§ What this task involves: Up to and including the line with "scheduling pass did.", repeat every line of the listing exactly, beginning at the first.

** Opening Records to process block **

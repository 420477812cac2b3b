// SPDX-License-Identifier: BUSL-1.1
// Copyright (c) 2026 Alfred Jean LLC

//! The bridge scheduling loop.
//!
//! One logical thread of control: check for shutdown, heartbeat, read the
//! inbox, claim a task, run the provider, report to the outbox, sleep.
//! Task execution failures feed a retry budget per task and a
//! consecutive-error budget per daemon; the latter parks the daemon in
//! quarantine until an external shutdown releases it.

use crate::prompt::build_prompt;
use crate::supervisor::{self, CliExecution, CliHandle, CliInvocation, SupervisorError};
use omc_core::{
    BridgeConfig, Clock, InboxMessage, OutboxMessage, SanitizeError, ShutdownSignal, SystemClock,
    Task, TaskId, TaskStatus, WorkerStatus,
};
use omc_storage::fsutil::{self, FsError};
use omc_storage::{
    FabricLayout, Inbox, MailboxError, Outbox, Selection, SignalPlane, TaskStore, TaskStoreError,
};
use serde_json::json;
use std::path::PathBuf;
use thiserror::Error;
use tracing::{debug, info, warn};

/// Characters of CLI output quoted in a `task_complete` summary.
const SUMMARY_CHARS: usize = 500;

#[derive(Debug, Error)]
pub enum BridgeError {
    #[error(transparent)]
    Sanitize(#[from] SanitizeError),

    #[error(transparent)]
    Tasks(#[from] TaskStoreError),

    #[error(transparent)]
    Mailbox(#[from] MailboxError),

    #[error(transparent)]
    Fs(#[from] FsError),
}

/// What one scheduling pass did.
#[derive(Debug, Clone, Copy, PartialEq, Eq)]
pub enum CycleOutcome {
    /// Executed or retired a task.
    Worked,
    /// Nothing claimable.
    Idle,
    /// Parked; the caller should back off harder.
    Quarantined,
    /// The shutdown sequence ran; the loop must exit.
    Shutdown,
}

enum ExecWait {
    Finished(Result<String, SupervisorError>),
    Shutdown(ShutdownSignal),
}

/// One worker's bridge daemon.
pub struct Bridge<C: Clock = SystemClock> {
    config: BridgeConfig,
    tasks: TaskStore<C>,
    inbox: Inbox,
    outbox: Outbox,
    signals: SignalPlane,
    clock: C,
    pid: u32,
    consecutive_errors: u32,
    idle_notified: bool,
    quarantine_notified: bool,
    live_child: Option<CliHandle>,
}

impl<C: Clock> Bridge<C> {
    pub fn new(
        mut config: BridgeConfig,
        state_root: PathBuf,
        clock: C,
    ) -> Result<Self, BridgeError> {
        config.team_name = omc_core::sanitize_name(&config.team_name)?;
        config.worker_name = omc_core::sanitize_name(&config.worker_name)?;
        let layout = FabricLayout::new(state_root);
        let pid = std::process::id();
        let tasks = TaskStore::new(
            layout.team_tasks_dir(&config.team_name),
            config.worker_name.clone(),
            pid,
            config.max_retries,
            clock.clone(),
        )?;
        let inbox = Inbox::new(layout.inbox_path(&config.team_name, &config.worker_name));
        let outbox = Outbox::new(layout.outbox_path(&config.team_name, &config.worker_name));
        let signals = SignalPlane::new(
            &layout,
            &config.working_directory,
            &config.team_name,
            &config.worker_name,
        );
        Ok(Self {
            config,
            tasks,
            inbox,
            outbox,
            signals,
            clock,
            pid,
            consecutive_errors: 0,
            idle_notified: false,
            quarantine_notified: false,
            live_child: None,
        })
    }

    pub fn config(&self) -> &BridgeConfig {
        &self.config
    }

    /// Drive cycles until an external shutdown request arrives.
    ///
    /// Cycle errors are transient by definition here: they are logged,
    /// counted against the quarantine budget, and the loop resumes after
    /// one interval.
    pub async fn run(&mut self) -> Result<(), BridgeError> {
        info!(
            team = %self.config.team_name,
            worker = %self.config.worker_name,
            provider = %self.config.provider,
            pid = self.pid,
            "bridge daemon started"
        );
        loop {
            match self.cycle().await {
                Ok(CycleOutcome::Shutdown) => return Ok(()),
                Ok(CycleOutcome::Quarantined) => {
                    tokio::time::sleep(self.config.poll_interval() * 3).await;
                }
                Ok(_) => tokio::time::sleep(self.config.poll_interval()).await,
                Err(e) => {
                    warn!(error = %e, "cycle failed; continuing");
                    self.consecutive_errors += 1;
                    tokio::time::sleep(self.config.poll_interval()).await;
                }
            }
        }
    }

    /// One scheduling pass. Does not sleep; [`run`](Bridge::run) owns pacing.
    pub async fn cycle(&mut self) -> Result<CycleOutcome, BridgeError> {
        if let Some(signal) = self.signals.read_shutdown() {
            self.shutdown(signal).await;
            return Ok(CycleOutcome::Shutdown);
        }

        if self.consecutive_errors >= self.config.max_consecutive_errors {
            if !self.quarantine_notified {
                warn!(errors = self.consecutive_errors, "entering quarantine");
                self.outbox.append(&OutboxMessage::Error {
                    message: format!(
                        "Self-quarantined after {} consecutive errors; \
                         an external shutdown is required to release this worker",
                        self.consecutive_errors
                    ),
                    timestamp: self.clock.now_utc(),
                })?;
                self.quarantine_notified = true;
            }
            self.write_heartbeat(WorkerStatus::Quarantined, None)?;
            return Ok(CycleOutcome::Quarantined);
        }

        self.write_heartbeat(WorkerStatus::Polling, None)?;
        let inbox_messages = self.inbox.read_new()?;
        if !inbox_messages.is_empty() {
            debug!(count = inbox_messages.len(), "inbox messages received");
        }

        let outcome = match self.tasks.next_task().await? {
            Selection::Claimed(task) => {
                self.idle_notified = false;
                self.execute(task, &inbox_messages).await?
            }
            Selection::Exhausted { task, failure } => {
                self.idle_notified = false;
                self.retire(&task, &failure.error, failure.attempts)?;
                CycleOutcome::Worked
            }
            Selection::Empty => {
                if !self.idle_notified {
                    self.outbox.append(&OutboxMessage::Idle {
                        message: "no claimable tasks; polling".to_string(),
                        timestamp: self.clock.now_utc(),
                    })?;
                    self.idle_notified = true;
                }
                CycleOutcome::Idle
            }
        };
        if outcome == CycleOutcome::Shutdown {
            return Ok(outcome);
        }

        if let Err(e) = self.outbox.rotate(self.config.outbox_max_lines) {
            warn!(error = %e, "outbox rotation failed");
        }
        Ok(outcome)
    }

    async fn execute(
        &mut self,
        task: Task,
        inbox: &[InboxMessage],
    ) -> Result<CycleOutcome, BridgeError> {
        let id = task.id.clone();
        info!(task = %id, "executing task");
        self.tasks.set_status(&id, TaskStatus::InProgress)?;
        self.write_heartbeat(WorkerStatus::Executing, Some(&id))?;

        // A shutdown may have landed while the task was being selected;
        // give it back before spawning anything.
        if let Some(signal) = self.signals.read_shutdown() {
            self.revert_to_pending(&id);
            self.shutdown(signal).await;
            return Ok(CycleOutcome::Shutdown);
        }

        let prompt = build_prompt(&task, inbox, &self.config);
        let stem = format!(
            "team-{}-task-{}-{}",
            self.config.team_name,
            id,
            self.clock.epoch_ms()
        );
        let omc_dir = self.config.working_directory.join(".omc");
        fsutil::write_atomic(&omc_dir.join("prompts").join(&stem), prompt.as_bytes())?;
        let output_path = omc_dir.join("outputs").join(&stem);

        let invocation = CliInvocation {
            provider: self.config.provider,
            prompt,
            model: self.config.model.clone(),
            working_directory: self.config.working_directory.clone(),
            timeout: self.config.task_timeout(),
        };
        let result = match supervisor::spawn(invocation) {
            Ok(execution) => {
                self.live_child = Some(execution.handle.clone());
                let wait = self.await_cli(execution).await;
                self.live_child = None;
                match wait {
                    ExecWait::Finished(result) => result,
                    ExecWait::Shutdown(signal) => {
                        self.revert_to_pending(&id);
                        self.shutdown(signal).await;
                        return Ok(CycleOutcome::Shutdown);
                    }
                }
            }
            Err(e) => Err(e),
        };

        match result {
            Ok(response) => {
                fsutil::write_atomic(&output_path, response.as_bytes())?;
                self.tasks.set_status(&id, TaskStatus::Completed)?;
                self.consecutive_errors = 0;
                let summary: String = response.chars().take(SUMMARY_CHARS).collect();
                self.outbox.append(&OutboxMessage::TaskComplete {
                    task_id: id.clone(),
                    summary,
                    timestamp: self.clock.now_utc(),
                })?;
                info!(task = %id, output = %output_path.display(), "task complete");
            }
            Err(error) => {
                self.consecutive_errors += 1;
                let error_text = error.to_string();
                warn!(task = %id, error = %error_text, "task execution failed");
                let failure = self.tasks.record_failure(&id, &error_text)?;
                if failure.attempts > self.config.max_retries {
                    self.retire(&task, &error_text, failure.attempts)?;
                } else {
                    self.tasks.set_status(&id, TaskStatus::Pending)?;
                    self.outbox.append(&OutboxMessage::TaskFailed {
                        task_id: id.clone(),
                        error: error_text,
                        attempt: failure.attempts,
                        timestamp: self.clock.now_utc(),
                    })?;
                }
            }
        }

        let status = if self.consecutive_errors >= self.config.max_consecutive_errors {
            WorkerStatus::Quarantined
        } else {
            WorkerStatus::Polling
        };
        self.write_heartbeat(status, None)?;
        Ok(CycleOutcome::Worked)
    }

    /// Mark a task permanently failed: completed with failure metadata,
    /// plus one `error` outbox entry. The task is never run again.
    fn retire(&mut self, task: &Task, error: &str, attempts: u32) -> Result<(), BridgeError> {
        let mut metadata = task.metadata.clone();
        metadata.insert("error".to_string(), json!(error));
        metadata.insert("permanentlyFailed".to_string(), json!(true));
        metadata.insert("failedAttempts".to_string(), json!(attempts));
        self.tasks.update(
            &task.id,
            json!({ "status": TaskStatus::Completed, "metadata": metadata }),
        )?;
        self.outbox.append(&OutboxMessage::Error {
            message: format!(
                "Task {} permanently failed after {} attempts: {}",
                task.id, attempts, error
            ),
            timestamp: self.clock.now_utc(),
        })?;
        warn!(task = %task.id, attempts, "task permanently failed");
        Ok(())
    }

    /// Await the provider child while watching for an external shutdown.
    ///
    /// On shutdown the child is terminated through its handle (SIGTERM,
    /// grace period, SIGKILL) and the pending result is drained before
    /// reporting, so the sequence that follows never races a live child.
    async fn await_cli(&self, execution: CliExecution) -> ExecWait {
        let CliExecution { handle, mut result } = execution;
        let mut shutdown_seen: Option<ShutdownSignal> = None;
        loop {
            tokio::select! {
                joined = &mut result => {
                    let finished = match joined {
                        Ok(res) => res,
                        Err(e) => Err(SupervisorError::Internal(e.to_string())),
                    };
                    return match shutdown_seen {
                        Some(signal) => ExecWait::Shutdown(signal),
                        None => ExecWait::Finished(finished),
                    };
                }
                _ = tokio::time::sleep(self.config.poll_interval()), if shutdown_seen.is_none() => {
                    if let Some(signal) = self.signals.read_shutdown() {
                        info!("shutdown requested mid-task; terminating provider child");
                        handle.terminate();
                        shutdown_seen = Some(signal);
                    }
                }
            }
        }
    }

    fn revert_to_pending(&self, id: &TaskId) {
        if let Err(e) = self.tasks.set_status(id, TaskStatus::Pending) {
            warn!(task = %id, error = %e, "failed to revert task to pending");
        }
    }

    /// The ordered shutdown sequence. Every step is best-effort: a failed
    /// step is logged and the next one still runs.
    async fn shutdown(&mut self, signal: ShutdownSignal) {
        info!(
            request_id = %signal.request_id,
            reason = %signal.reason,
            "shutdown requested"
        );
        if let Some(handle) = self.live_child.take() {
            handle.terminate();
        }
        if let Err(e) = self.outbox.append(&OutboxMessage::ShutdownAck {
            request_id: signal.request_id,
            timestamp: self.clock.now_utc(),
        }) {
            warn!(error = %e, "failed to append shutdown ack");
        }
        if let Err(e) = self.signals.clear_shutdown() {
            warn!(error = %e, "failed to remove shutdown signal");
        }
        if let Err(e) = self.signals.clear_heartbeat() {
            warn!(error = %e, "failed to remove heartbeat");
        }
        self.kill_mux_session().await;
        info!("bridge daemon stopped");
    }

    /// Tear down this worker's multiplexer session. When the daemon runs
    /// inside that session, this takes the process down with it; outside
    /// one it fails quietly.
    async fn kill_mux_session(&self) {
        let session = format!("omc-{}-{}", self.config.team_name, self.config.worker_name);
        let _ = tokio::process::Command::new("tmux")
            .args(["kill-session", "-t", &session])
            .output()
            .await;
    }

    fn write_heartbeat(
        &self,
        status: WorkerStatus,
        current_task: Option<&TaskId>,
    ) -> Result<(), BridgeError> {
        let heartbeat = omc_core::Heartbeat {
            worker: self.config.worker_name.clone(),
            team: self.config.team_name.clone(),
            provider: self.config.provider,
            pid: self.pid,
            last_poll_at: self.clock.now_utc(),
            current_task_id: current_task.cloned(),
            consecutive_errors: self.consecutive_errors,
            status,
        };
        Ok(self.signals.write_heartbeat(&heartbeat)?)
    }
}

#[cfg(test)]
#[path = "bridge_tests.rs"]
mod tests;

** Closing Records to process block **

§ Solved problem:
repository 420477812cac2b3b
// SPDX-License-Identifier: BUSL-1.1
// Copyright (c) 2026 Alfred Jean LLC

//! The bridge scheduling loop.
//!
//! One logical thread of control: check for shutdown, heartbeat, read the
//! inbox, claim a task, run the provider, report to the outbox, sleep.
//! Task execution failures feed a retry budget per task and a
//! consecutive-error budget per daemon; the latter parks the daemon in
//! quarantine until an external shutdown releases it.

use crate::prompt::build_prompt;
use crate::supervisor::{self, CliExecution, CliHandle, CliInvocation, SupervisorError};
use omc_core::{
    BridgeConfig, Clock, InboxMessage, OutboxMessage, SanitizeError, ShutdownSignal, SystemClock,
    Task, TaskId, TaskStatus, WorkerStatus,
};
use omc_storage::fsutil::{self, FsError};
use omc_storage::{
    FabricLayout, Inbox, MailboxError, Outbox, Selection, SignalPlane, TaskStore, TaskStoreError,
};
use serde_json::json;
use std::path::PathBuf;
use thiserror::Error;
use tracing::{debug, info, warn};

/// Characters of CLI output quoted in a `task_complete` summary.
const SUMMARY_CHARS: usize = 500;

#[derive(Debug, Error)]
pub enum BridgeError {
    #[error(transparent)]
    Sanitize(#[from] SanitizeError),

    #[error(transparent)]
    Tasks(#[from] TaskStoreError),

    #[error(transparent)]
    Mailbox(#[from] MailboxError),

    #[error(transparent)]
    Fs(#[from] FsError),
}

/// What one scheduling pass did.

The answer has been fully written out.